The genetic basis of salinity tolerance traits in Arctic charr (Salvelinus alpinus)

BACKGROUND

The capacity to maintain internal ion homeostasis amidst changing conditions is particularly important for teleost fishes whose reproductive cycle is dependent upon movement from freshwater to seawater. Although the physiology of seawater osmoregulation in mitochondria-rich cells of fish gill epithelium is well understood, less is known about the underlying causes of inter- and intraspecific variation in salinity tolerance. We used a genome-scan approach in Arctic charr (Salvelinus alpinus) to map quantitative trait loci (QTL) correlated with variation in four salinity tolerance performance traits and six body size traits. Comparative genomics approaches allowed us to infer whether allelic variation at candidate gene loci (e.g., ATP1α1b, NKCC1, CFTR, and cldn10e) could have underlain observed variation.

RESULTS

Combined parental analyses yielded genome-wide significant QTL on linkage groups 8, 14 and 20 for salinity tolerance performance traits, and on 1, 19, 20 and 28 for body size traits.
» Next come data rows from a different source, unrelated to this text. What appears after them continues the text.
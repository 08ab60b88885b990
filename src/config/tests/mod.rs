// Copyright 2025 Eric Jingryd (tidynest@proton.me)
//
// Licensed under the Apache License, Version 2.0 (the "License");
// you may not use this file except in compliance with the License.
// You may obtain a copy of the License at
//
//     http://www.apache.org/licenses/LICENSE-2.0
//
// Unless required by applicable law or agreed to in writing, software
// distributed under the License is distributed on an "AS IS" BASIS,
// WITHOUT WARRANTIES OR CONDITIONS OF ANY KIND, either express or implied.
// See the License for the specific language governing permissions and
// limitations under the License.

//! Settings tests
//!
//! Tests for defaults, file loading and override precedence.

use std::{fs, path::PathBuf};
use tempfile::TempDir;

use crate::{
    config::{ConfigError, Settings},
    core::{AssetResolver, AssetSource},
};

/// Helper: Writes a settings file and returns its path
fn write_settings(content: &str) -> (TempDir, PathBuf) {
    let temp_dir = TempDir::new().unwrap();
    let path = temp_dir.path().join("settings.json");
    fs::write(&path, content).unwrap();
    (temp_dir, path)
}

#[test]
fn test_defaults() {
    let settings = Settings::default();

    assert_eq!(settings.images_dir, None);
    assert_eq!(settings.window_width, 1000);
    assert_eq!(settings.window_height, 700);
    assert!(settings.validate().is_ok());
}

#[test]
fn test_load_partial_file_keeps_defaults() {
    let (_temp_dir, path) = write_settings(r#"{ "window_width": 1280 }"#);

    let settings = Settings::load(&path).unwrap();

    assert_eq!(settings.window_width, 1280);
    assert_eq!(settings.window_height, 700);
}

#[test]
fn test_relative_images_dir_is_relative_to_file() {
    let (temp_dir, path) = write_settings(r#"{ "images_dir": "pics" }"#);

    let settings = Settings::load(&path).unwrap();

    assert_eq!(settings.images_dir, Some(temp_dir.path().join("pics")));
}

#[test]
fn test_absolute_images_dir_is_kept() {
    let (_temp_dir, path) = write_settings(r#"{ "images_dir": "/opt/demo/images" }"#);

    let settings = Settings::load(&path).unwrap();

    assert_eq!(settings.images_dir, Some(PathBuf::from("/opt/demo/images")));
}

#[test]
fn test_missing_file() {
    let temp_dir = TempDir::new().unwrap();
    let path = temp_dir.path().join("nope.json");

    assert!(matches!(Settings::load(&path), Err(ConfigError::NotFound(_))));
}

#[test]
fn test_malformed_file() {
    let (_temp_dir, path) = write_settings("{ not json");
    assert!(matches!(Settings::load(&path), Err(ConfigError::Parse { .. })));
}

#[test]
fn test_unknown_field_is_rejected() {
    let (_temp_dir, path) = write_settings(r#"{ "colour": "red" }"#);
    assert!(matches!(Settings::load(&path), Err(ConfigError::Parse { .. })));
}

#[test]
fn test_non_positive_size_is_rejected() {
    let (_temp_dir, path) = write_settings(r#"{ "window_height": 0 }"#);

    let result = Settings::load(&path);
    assert!(matches!(
        result,
        Err(ConfigError::InvalidValue {
            field: "window_height",
            ..
        })
    ));
}

#[test]
fn test_cli_override_wins() {
    let (_temp_dir, path) = write_settings(r#"{ "images_dir": "/from/file" }"#);
    let override_dir = PathBuf::from("/from/cli");

    let settings = Settings::resolve(Some(path.as_path()), Some(override_dir.as_path())).unwrap();

    assert_eq!(settings.images_dir, Some(override_dir));
}

#[test]
fn test_resolve_without_file_uses_defaults() {
    let settings = Settings::resolve(None, None).unwrap();
    assert_eq!(settings, Settings::default());
}

#[test]
fn test_default_settings_resolve_every_image_from_any_directory() {
    let elsewhere = TempDir::new().unwrap();
    let original_dir = std::env::current_dir().unwrap();
    std::env::set_current_dir(elsewhere.path()).unwrap();

    let resolver = AssetResolver::with_images_dir(Settings::default().images_dir);
    let report = resolver.check_all();

    std::env::set_current_dir(original_dir).unwrap();

    assert_eq!(report.len(), 4);
    for (choice, result) in report {
        assert!(
            matches!(result, Ok(AssetSource::Bundled(_))),
            "{} should resolve without an images directory",
            choice
        );
    }
}
//! UI module tests
//!
//! Contains display-free tests for the MVC Controller.

#[cfg(test)]
mod controller_tests;
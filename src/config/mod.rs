// Copyright 2025 Eric Jingryd (tidynest@proton.me)
//
// Licensed under the Apache License, Version 2.0 (the "License");
// you may not use this file except in compliance with the License.
// You may obtain a copy of the License at
//
//     http://www.apache.org/licenses/LICENSE-2.0
//
// Unless required by applicable law or agreed to in writing, software
// distributed under the License is distributed on an "AS IS" BASIS,
// WITHOUT WARRANTIES OR CONDITIONS OF ANY KIND, either express or implied.
// See the License for the specific language governing permissions and
// limitations under the License.

//! Application settings
//!
//! Settings come from three layers, later layers winning:
//!
//! 1. Built-in defaults
//! 2. An optional JSON settings file (`--config`)
//! 3. Command-line overrides (`--images-dir`)
//!
//! Every field is optional in the file; missing fields keep their default.
//! Without an `images_dir` the images compiled into the binary are used.
//! A relative `images_dir` in a settings file is taken relative to the
//! directory containing that file.
//!
//! # Example
//!
//! ```no_run
//! use observer_demo::config::Settings;
//! use std::path::Path;
//!
//! let settings = Settings::load(Path::new("~/.config/observer-demo/settings.json"))?;
//! if let Some(dir) = &settings.images_dir {
//!     println!("Images from {}", dir.display());
//! }
//! # Ok::<(), observer_demo::config::ConfigError>(())
//! ```

mod error;

pub use error::ConfigError;

use serde::{Deserialize, Serialize};
use std::{
    fs,
    path::{Path, PathBuf},
};

/// Default GTK application id
pub const DEFAULT_APPLICATION_ID: &str = "com.tidynest.observer-demo";

/// Runtime settings for the GUI
#[derive(Clone, Debug, PartialEq, Serialize, Deserialize)]
#[serde(default, deny_unknown_fields)]
pub struct Settings {
    /// GTK application id (reverse-DNS)
    pub application_id: String,
    /// Directory whose `<key>.png` files override the bundled images
    pub images_dir: Option<PathBuf>,
    /// Initial window width in pixels
    pub window_width: i32,
    /// Initial window height in pixels
    pub window_height: i32,
}

impl Default for Settings {
    fn default() -> Self {
        Self {
            application_id: DEFAULT_APPLICATION_ID.to_string(),
            images_dir: None,
            window_width: 1000,
            window_height: 700,
        }
    }
}

impl Settings {
    /// Loads settings from a JSON file
    ///
    /// # Returns
    ///
    /// * `Ok(Settings)` - File parsed and validated
    /// * `Err(ConfigError::NotFound)` - No file at `path`
    /// * `Err(ConfigError::Parse)` - Malformed JSON or unknown field
    /// * `Err(ConfigError::InvalidValue)` - Non-positive window size
    pub fn load(path: &Path) -> Result<Self, ConfigError> {
        let path = expand_path(path)?;
        if !path.exists() {
            return Err(ConfigError::NotFound(path));
        }

        let content = fs::read_to_string(&path)?;
        let mut settings: Settings =
            serde_json::from_str(&content).map_err(|source| ConfigError::Parse {
                path: path.clone(),
                source,
            })?;

        if let Some(dir) = settings.images_dir.take() {
            let dir = expand_path(&dir)?;
            settings.images_dir = Some(match path.parent() {
                Some(parent) if dir.is_relative() => parent.join(dir),
                _ => dir,
            });
        }

        settings.validate()?;
        tracing::debug!(path = %path.display(), "Loaded settings");
        Ok(settings)
    }

    /// Builds settings from an optional file plus command-line overrides
    pub fn resolve(
        config_path: Option<&Path>,
        images_dir: Option<&Path>,
    ) -> Result<Self, ConfigError> {
        let mut settings = match config_path {
            Some(path) => Self::load(path)?,
            None => Self::default(),
        };

        if let Some(dir) = images_dir {
            settings.images_dir = Some(expand_path(dir)?);
        }

        Ok(settings)
    }

    /// Checks value ranges that serde cannot express
    pub fn validate(&self) -> Result<(), ConfigError> {
        if self.window_width <= 0 {
            return Err(ConfigError::InvalidValue {
                field: "window_width",
                reason: format!("must be positive, got {}", self.window_width),
            });
        }
        if self.window_height <= 0 {
            return Err(ConfigError::InvalidValue {
                field: "window_height",
                reason: format!("must be positive, got {}", self.window_height),
            });
        }
        if self.application_id.trim().is_empty() {
            return Err(ConfigError::InvalidValue {
                field: "application_id",
                reason: "must not be empty".to_string(),
            });
        }
        Ok(())
    }
}

/// Expands a leading `~` to the home directory
pub fn expand_path(path: &Path) -> Result<PathBuf, ConfigError> {
    let text = path
        .to_str()
        .ok_or_else(|| ConfigError::InvalidPath(path.to_path_buf()))?;
    Ok(PathBuf::from(shellexpand::tilde(text).as_ref()))
}

#[cfg(test)]
mod tests;
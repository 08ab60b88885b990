// Copyright 2025 Eric Jingryd (tidynest@proton.me)
//
// Licensed under the Apache License, Version 2.0 (the "License");
// you may not use this file except in compliance with the License.
// You may obtain a copy of the License at
//
//     http://www.apache.org/licenses/LICENSE-2.0
//
// Unless required by applicable law or agreed to in writing, software
// distributed under the License is distributed on an "AS IS" BASIS,
// WITHOUT WARRANTIES OR CONDITIONS OF ANY KIND, either express or implied.
// See the License for the specific language governing permissions and
// limitations under the License.

//! src/core/color.rs
//!
//! RGBA colour value held by the model
//!
//! Components are stored as `f32` in `0.0..=1.0`, the same representation
//! GTK4 uses for `gdk::RGBA`. The textual form is `0xrrggbbaa`, which is what
//! the colour label in the side panel shows.

use serde::{de, Deserialize, Deserializer, Serialize, Serializer};
use std::{fmt, str::FromStr};

use crate::core::error::ColorParseError;

/// An RGBA colour
///
/// No validation is applied when a colour is stored in the model; any value
/// the colour picker produces is accepted verbatim.
#[derive(Clone, Copy, Debug, PartialEq)]
pub struct Rgba {
    pub red: f32,
    pub green: f32,
    pub blue: f32,
    pub alpha: f32,
}

impl Rgba {
    /// Opaque white, the model's initial colour
    pub const WHITE: Rgba = Rgba::new(1.0, 1.0, 1.0, 1.0);

    /// Opaque black
    pub const BLACK: Rgba = Rgba::new(0.0, 0.0, 0.0, 1.0);

    pub const fn new(red: f32, green: f32, blue: f32, alpha: f32) -> Self {
        Self {
            red,
            green,
            blue,
            alpha,
        }
    }

    /// Builds a colour from 8-bit channels
    pub fn from_rgba8(red: u8, green: u8, blue: u8, alpha: u8) -> Self {
        Self::new(
            f32::from(red) / 255.0,
            f32::from(green) / 255.0,
            f32::from(blue) / 255.0,
            f32::from(alpha) / 255.0,
        )
    }

    /// Returns the channels quantised to 8 bits, clamped to the valid range
    pub fn to_rgba8(self) -> [u8; 4] {
        [self.red, self.green, self.blue, self.alpha].map(channel_to_u8)
    }
}

impl Default for Rgba {
    fn default() -> Self {
        Self::WHITE
    }
}

fn channel_to_u8(value: f32) -> u8 {
    // NaN clamps to 0
    let clamped = if value.is_nan() { 0.0 } else { value.clamp(0.0, 1.0) };
    (clamped * 255.0).round() as u8
}

impl fmt::Display for Rgba {
    fn fmt(&self, f: &mut fmt::Formatter<'_>) -> fmt::Result {
        let [r, g, b, a] = self.to_rgba8();
        write!(f, "0x{:02x}{:02x}{:02x}{:02x}", r, g, b, a)
    }
}

impl FromStr for Rgba {
    type Err = ColorParseError;

    /// Parses `#rrggbb`, `#rrggbbaa`, `0xrrggbb` or `0xrrggbbaa`
    ///
    /// Six-digit forms are opaque. Hex digits are case-insensitive.
    fn from_str(s: &str) -> Result<Self, Self::Err> {
        let trimmed = s.trim();
        let digits = trimmed
            .strip_prefix('#')
            .or_else(|| trimmed.strip_prefix("0x"))
            .or_else(|| trimmed.strip_prefix("0X"))
            .ok_or_else(|| ColorParseError::MissingPrefix(s.to_string()))?;

        if digits.len() != 6 && digits.len() != 8 {
            return Err(ColorParseError::InvalidLength(digits.len()));
        }
        if !digits.chars().all(|c| c.is_ascii_hexdigit()) {
            return Err(ColorParseError::InvalidDigit(digits.to_string()));
        }

        // All characters are ASCII hex digits, so byte slicing is safe
        let channel = |i: usize| {
            u8::from_str_radix(&digits[i..i + 2], 16)
                .map_err(|_| ColorParseError::InvalidDigit(digits.to_string()))
        };

        let alpha = if digits.len() == 8 { channel(6)? } else { 255 };
        Ok(Rgba::from_rgba8(channel(0)?, channel(2)?, channel(4)?, alpha))
    }
}

/// Written as the `0xrrggbbaa` display form
///
/// The string carries 8 bits per channel, so a value whose channels are not
/// multiples of 1/255 comes back as the nearest 8-bit colour.
impl Serialize for Rgba {
    fn serialize<S: Serializer>(&self, serializer: S) -> Result<S::Ok, S::Error> {
        serializer.serialize_str(&self.to_string())
    }
}

impl<'de> Deserialize<'de> for Rgba {
    fn deserialize<D: Deserializer<'de>>(deserializer: D) -> Result<Self, D::Error> {
        let text = String::deserialize(deserializer)?;
        text.parse().map_err(de::Error::custom)
    }
}
// Copyright 2025 Eric Jingryd (tidynest@proton.me)
//
// Licensed under the Apache License, Version 2.0 (the "License");
// you may not use this file except in compliance with the License.
// You may obtain a copy of the License at
//
//     http://www.apache.org/licenses/LICENSE-2.0
//
// Unless required by applicable law or agreed to in writing, software
// distributed under the License is distributed on an "AS IS" BASIS,
// WITHOUT WARRANTIES OR CONDITIONS OF ANY KIND, either express or implied.
// See the License for the specific language governing permissions and
// limitations under the License.

//! GTK4 user interface with MVC architecture
//!
//! # Architecture
//!
//! - **Model**: `core::Model` (state + observer registry)
//! - **View**: GTK4 components (in `components/` submodule)
//! - **Controller**: Observes the Model, drives the View (in `controller.rs`)
//!
//! # Module Structure
//!
//! ```text
//! ui/
//! ├── mod.rs            // This file - exports
//! ├── app.rs            // GTK4 Application setup
//! ├── controller.rs     // MVC Controller + RenderSurface
//! ├── actions.rs        // GTK action setup (quit)
//! ├── asset_watcher.rs  // Images directory watcher
//! ├── builders/         // UI building functions
//! └── components/       // GTK4 widgets
//! ```

mod actions;
pub mod app;
pub mod asset_watcher;
mod builders;
pub mod components;
pub mod controller;

pub use {
    app::App,
    components::MainView,
    controller::{Controller, RenderSurface},
};

#[cfg(test)]
mod tests;
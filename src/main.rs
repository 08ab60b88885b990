//! CLI entry point for observer-demo
//!
//! Launches the GUI by default, and offers a few commands for checking
//! image assets and the image fit rule without opening a window.

use clap::{Parser, Subcommand};
use colored::*;
use observer_demo::{
    config::Settings,
    core::{
        fit::SIDE_PANEL_FOOTPRINT, fit_image, AssetResolver, FitDecision, ModelState, Size,
    },
    logging::init_logging,
    ui::App,
};
use std::path::PathBuf;

#[derive(Parser)]
#[command(name = "observer-demo")]
#[command(author, version, about, long_about = None)]
struct Cli {
    /// Path to a JSON settings file
    #[arg(short, long, global = true)]
    config: Option<PathBuf>,

    /// Directory whose <key>.png files replace the bundled images
    #[arg(short, long, global = true)]
    images_dir: Option<PathBuf>,

    /// Log at debug level (RUST_LOG takes precedence)
    #[arg(short, long, global = true)]
    verbose: bool,

    #[command(subcommand)]
    command: Option<Commands>,
}

#[derive(Subcommand)]
enum Commands {
    /// Launch the GUI (default)
    Gui,

    /// Check that every image choice resolves to an image
    Assets,

    /// Show which axis an image is fitted by for a given window size
    Fit {
        /// Container width
        #[arg(long)]
        width: f64,
        /// Container height
        #[arg(long)]
        height: f64,
        /// Image aspect ratio (width / height)
        #[arg(long)]
        aspect: f64,
        /// Side panel width, margins included
        #[arg(long, default_value_t = SIDE_PANEL_FOOTPRINT)]
        panel: f64,
    },

    /// Print the initial model state as JSON
    State,
}

fn main() -> anyhow::Result<()> {
    let cli = Cli::parse();

    init_logging(if cli.verbose { "debug" } else { "info" })?;

    let settings = Settings::resolve(cli.config.as_deref(), cli.images_dir.as_deref())?;

    match cli.command.unwrap_or(Commands::Gui) {
        Commands::Gui => run_gui(settings)?,
        Commands::Assets => check_assets(&settings)?,
        Commands::Fit {
            width,
            height,
            aspect,
            panel,
        } => show_fit(Size::new(width, height), panel, aspect),
        Commands::State => print_state()?,
    }

    Ok(())
}

/// Runs the GTK application until the window closes
fn run_gui(settings: Settings) -> anyhow::Result<()> {
    let exit_code = App::new(settings).run();

    if exit_code != glib::ExitCode::SUCCESS {
        anyhow::bail!("GUI exited with {:?}", exit_code);
    }
    Ok(())
}

/// Lists every image choice and where its image comes from
fn check_assets(settings: &Settings) -> anyhow::Result<()> {
    let resolver = AssetResolver::with_images_dir(settings.images_dir.clone());

    match resolver.images_dir() {
        Some(dir) => println!(
            "{} Checking images in: {} (bundled fallback)\n",
            "→".cyan(),
            dir.display()
        ),
        None => println!("{} Checking bundled images\n", "→".cyan()),
    }

    let report = resolver.check_all();
    let missing = report.iter().filter(|(_, result)| result.is_err()).count();

    for (choice, result) in &report {
        match result {
            Ok(source) => println!("  {} {} → {}", "✓".green(), choice.label().bold(), source),
            Err(e) => println!("  {} {} → {}", "✗".red(), choice.label().bold(), e),
        }
    }

    if missing == 0 {
        println!("\n{} All {} images found", "✓".green().bold(), report.len());
        Ok(())
    } else {
        println!(
            "\n{}",
            format!(
                "⚠ {} image{} missing; a placeholder will be shown",
                missing,
                if missing == 1 { "" } else { "s" }
            )
            .yellow()
        );
        std::process::exit(1);
    }
}

/// Prints the fit decision for a container
fn show_fit(container: Size, panel_width: f64, aspect_ratio: f64) {
    let decision = fit_image(container, panel_width, aspect_ratio);

    println!(
        "{} container {}x{}, panel {}, aspect {}",
        "→".cyan(),
        container.width,
        container.height,
        panel_width,
        aspect_ratio
    );

    match decision {
        FitDecision::Height(height) => {
            println!("{} fit by height: {}", "✓".green(), height.to_string().bold())
        }
        FitDecision::Width(width) => {
            println!("{} fit by width: {}", "✓".green(), width.to_string().bold())
        }
    }
}

/// Prints the default model state
fn print_state() -> anyhow::Result<()> {
    let json = serde_json::to_string_pretty(&ModelState::default())?;
    println!("{}", json);
    Ok(())
}
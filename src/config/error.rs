// Copyright 2025 Eric Jingryd (tidynest@proton.me)
//
// Licensed under the Apache License, Version 2.0 (the "License");
// you may not use this file except in compliance with the License.
// You may obtain a copy of the License at
//
//     http://www.apache.org/licenses/LICENSE-2.0
//
// Unless required by applicable law or agreed to in writing, software
// distributed under the License is distributed on an "AS IS" BASIS,
// WITHOUT WARRANTIES OR CONDITIONS OF ANY KIND, either express or implied.
// See the License for the specific language governing permissions and
// limitations under the License.

use std::path::PathBuf;
use thiserror::Error;

/// Errors that can occur while loading application settings.
#[derive(Debug, Error)]
pub enum ConfigError {
    /// Settings file does not exist.
    #[error("Settings file not found: {0}")]
    NotFound(PathBuf),
    /// Settings file is not valid JSON for `Settings`.
    #[error("Failed to parse settings {path}: {source}")]
    Parse {
        path: PathBuf,
        #[source]
        source: serde_json::Error,
    },
    /// A setting has a value outside its allowed range.
    #[error("Invalid value for {field}: {reason}")]
    InvalidValue { field: &'static str, reason: String },
    /// Path is not valid UTF-8 and cannot be expanded.
    #[error("Invalid path encoding: {0}")]
    InvalidPath(PathBuf),
    /// Generic I/O error.
    #[error("IO error: {0}")]
    Io(#[from] std::io::Error),
}
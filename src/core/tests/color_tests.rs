// Copyright 2025 Eric Jingryd (tidynest@proton.me)
//
// Licensed under the Apache License, Version 2.0 (the "License");
// you may not use this file except in compliance with the License.
// You may obtain a copy of the License at
//
//     http://www.apache.org/licenses/LICENSE-2.0
//
// Unless required by applicable law or agreed to in writing, software
// distributed under the License is distributed on an "AS IS" BASIS,
// WITHOUT WARRANTIES OR CONDITIONS OF ANY KIND, either express or implied.
// See the License for the specific language governing permissions and
// limitations under the License.

//! Colour tests
//!
//! Tests for `Rgba` parsing, display and serde form.

use crate::core::{ColorParseError, Rgba};

#[test]
fn test_white_displays_as_javafx_hex() {
    assert_eq!(Rgba::WHITE.to_string(), "0xffffffff");
    assert_eq!(Rgba::default(), Rgba::WHITE);
}

#[test]
fn test_display_rounds_channels() {
    let color = Rgba::new(1.0, 0.5, 0.0, 1.0);
    assert_eq!(color.to_string(), "0xff8000ff");
}

#[test]
fn test_display_clamps_out_of_range() {
    let color = Rgba::new(2.0, -1.0, f32::NAN, 0.0);
    assert_eq!(color.to_string(), "0xff000000");
}

#[test]
fn test_parse_hash_six_digits_is_opaque() {
    let color: Rgba = "#FF0000".parse().unwrap();
    assert_eq!(color, Rgba::from_rgba8(255, 0, 0, 255));
}

#[test]
fn test_parse_javafx_form_with_alpha() {
    let color: Rgba = "0x336699cc".parse().unwrap();
    assert_eq!(color.to_rgba8(), [0x33, 0x66, 0x99, 0xcc]);
    assert_eq!(color.to_string(), "0x336699cc");
}

#[test]
fn test_parse_errors() {
    assert_eq!(
        "ff0000".parse::<Rgba>(),
        Err(ColorParseError::MissingPrefix("ff0000".to_string()))
    );
    assert_eq!("#fff".parse::<Rgba>(), Err(ColorParseError::InvalidLength(3)));
    assert_eq!(
        "#gg0000".parse::<Rgba>(),
        Err(ColorParseError::InvalidDigit("gg0000".to_string()))
    );
}

#[test]
fn test_serde_uses_hex_string() {
    let json = serde_json::to_string(&Rgba::BLACK).unwrap();
    assert_eq!(json, "\"0x000000ff\"");

    let back: Rgba = serde_json::from_str(&json).unwrap();
    assert_eq!(back, Rgba::BLACK);

    assert!(serde_json::from_str::<Rgba>("\"black\"").is_err());
}

#[test]
fn test_serde_quantises_to_eight_bits() {
    let grey = Rgba::new(0.5, 0.5, 0.5, 1.0);

    let json = serde_json::to_string(&grey).unwrap();
    let back: Rgba = serde_json::from_str(&json).unwrap();

    assert_ne!(back, grey, "0.5 is not representable in 8 bits");
    assert_eq!(back.to_rgba8(), grey.to_rgba8());
    assert_eq!(back.to_rgba8(), [128, 128, 128, 255]);
}
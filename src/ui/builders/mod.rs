//! UI builder modules
//!
//! Contains modular builders for constructing the main application UI:
//! - Window and layout construction
//! - Event handler wiring

pub mod handlers;
pub mod layout;

pub use handlers::wire_up_handlers;
pub use layout::build_main_layout;
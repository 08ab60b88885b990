// Copyright 2025 Eric Jingryd (tidynest@proton.me)
//
// Licensed under the Apache License, Version 2.0 (the "License");
// you may not use this file except in compliance with the License.
// You may obtain a copy of the License at
//
//     http://www.apache.org/licenses/LICENSE-2.0
//
// Unless required by applicable law or agreed to in writing, software
// distributed under the License is distributed on an "AS IS" BASIS,
// WITHOUT WARRANTIES OR CONDITIONS OF ANY KIND, either express or implied.
// See the License for the specific language governing permissions and
// limitations under the License.

//! Event handler setup
//!
//! Wires up all event handlers for the main window:
//! - Text entry (Enter submits)
//! - Increment button
//! - Colour button
//! - Image drop-down
//! - Window resize, maximise and fullscreen
//! - Window close (detaches the Controller from the Model)

use gtk4::{glib, prelude::*, ApplicationWindow};
use std::rc::Rc;

use crate::{
    core::ImageChoice,
    ui::{
        components::{from_gdk_rgba, MainView},
        Controller,
    },
};

/// Wires up all event handlers for the main window
///
/// Each input handler calls exactly one Controller method, which in turn
/// calls exactly one Model mutator. No input is validated.
pub fn wire_up_handlers(window: &ApplicationWindow, controller: Rc<Controller<MainView>>) {
    let side_panel = controller.surface().side_panel();

    // ============================================================================
    // Text entry
    // ============================================================================
    let controller_for_text = controller.clone();
    side_panel.text_entry().connect_activate(move |entry| {
        controller_for_text.on_text_submitted(&entry.text());
    });

    // ============================================================================
    // Increment button
    // ============================================================================
    let controller_for_increment = controller.clone();
    side_panel.increment_button().connect_clicked(move |_| {
        controller_for_increment.on_increment_pressed();
    });

    // ============================================================================
    // Colour button
    // ============================================================================
    let controller_for_color = controller.clone();
    side_panel.color_button().connect_rgba_notify(move |button| {
        controller_for_color.on_color_chosen(from_gdk_rgba(&button.rgba()));
    });

    // ============================================================================
    // Image selector
    // ============================================================================
    let controller_for_image = controller.clone();
    side_panel.image_selector().connect_selected_notify(move |dropdown| {
        // INVALID_LIST_POSITION when nothing is selected
        match ImageChoice::from_index(dropdown.selected()) {
            Some(choice) => controller_for_image.on_choice_selected(choice),
            None => tracing::debug!("Image selection cleared"),
        }
    });

    // ============================================================================
    // Resize listener
    // ============================================================================
    let controller_for_width = controller.clone();
    window.connect_default_width_notify(move |_| {
        schedule_refit(&controller_for_width);
    });

    let controller_for_height = controller.clone();
    window.connect_default_height_notify(move |_| {
        schedule_refit(&controller_for_height);
    });

    // Maximise and fullscreen leave default-width/height untouched
    let controller_for_maximized = controller.clone();
    window.connect_maximized_notify(move |_| {
        schedule_refit(&controller_for_maximized);
    });

    let controller_for_fullscreened = controller.clone();
    window.connect_fullscreened_notify(move |_| {
        schedule_refit(&controller_for_fullscreened);
    });

    // ============================================================================
    // Close
    // ============================================================================
    window.connect_close_request(move |_| {
        if controller.detach() {
            tracing::debug!("Controller detached from model");
        }
        glib::Propagation::Proceed
    });
}

/// Refits once GTK has allocated the new window size
///
/// Size notifications arrive before the layout pass, so the allocation read
/// by `container_size` is only current from the next main loop iteration.
fn schedule_refit(controller: &Rc<Controller<MainView>>) {
    let controller = controller.clone();
    glib::idle_add_local_once(move || {
        controller.surface().dock_side_panel();
        controller.on_resized();
    });
}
Several QTL exhibited chromosome-wide significance. Among the salinity tolerance performance QTL, trait co-localizations occurred on chromosomes 1, 4, 7, 18 and 20, while the greatest experimental variation was explained by QTL on chromosomes 20 (19.9%), 19 (14.2%), 4 (14.1%) and 12 (13.1%). Several QTL localized to linkage groups exhibiting homeologous affinities, and multiple QTL mapped to regions homologous with the positions of candidate gene loci in other teleosts. There was no gene × environment interaction among body size QTL and ambient salinity.

CONCLUSIONS

Variation in salinity tolerance capacity can be mapped to a subset of Arctic charr genomic regions that significantly influence performance in a seawater environment. The detection of QTL on linkage group 12 was consistent with the hypothesis that variation in salinity tolerance may be affected by allelic variation at the ATP1α1b locus. IGF2 may also affect salinity tolerance capacity as suggested by a genome-wide QTL on linkage group 19. The detection of salinity tolerance QTL in homeologous regions suggests that candidate loci duplicated from the salmonid-specific whole-genome duplication may have retained their function on both sets of homeologous chromosomes. Homologous affinities suggest that loci affecting salinity tolerance in Arctic charr may coincide with QTL for smoltification and salinity tolerance traits in rainbow trout. The effects of body size QTL appear to be independent of changes in ambient salinity.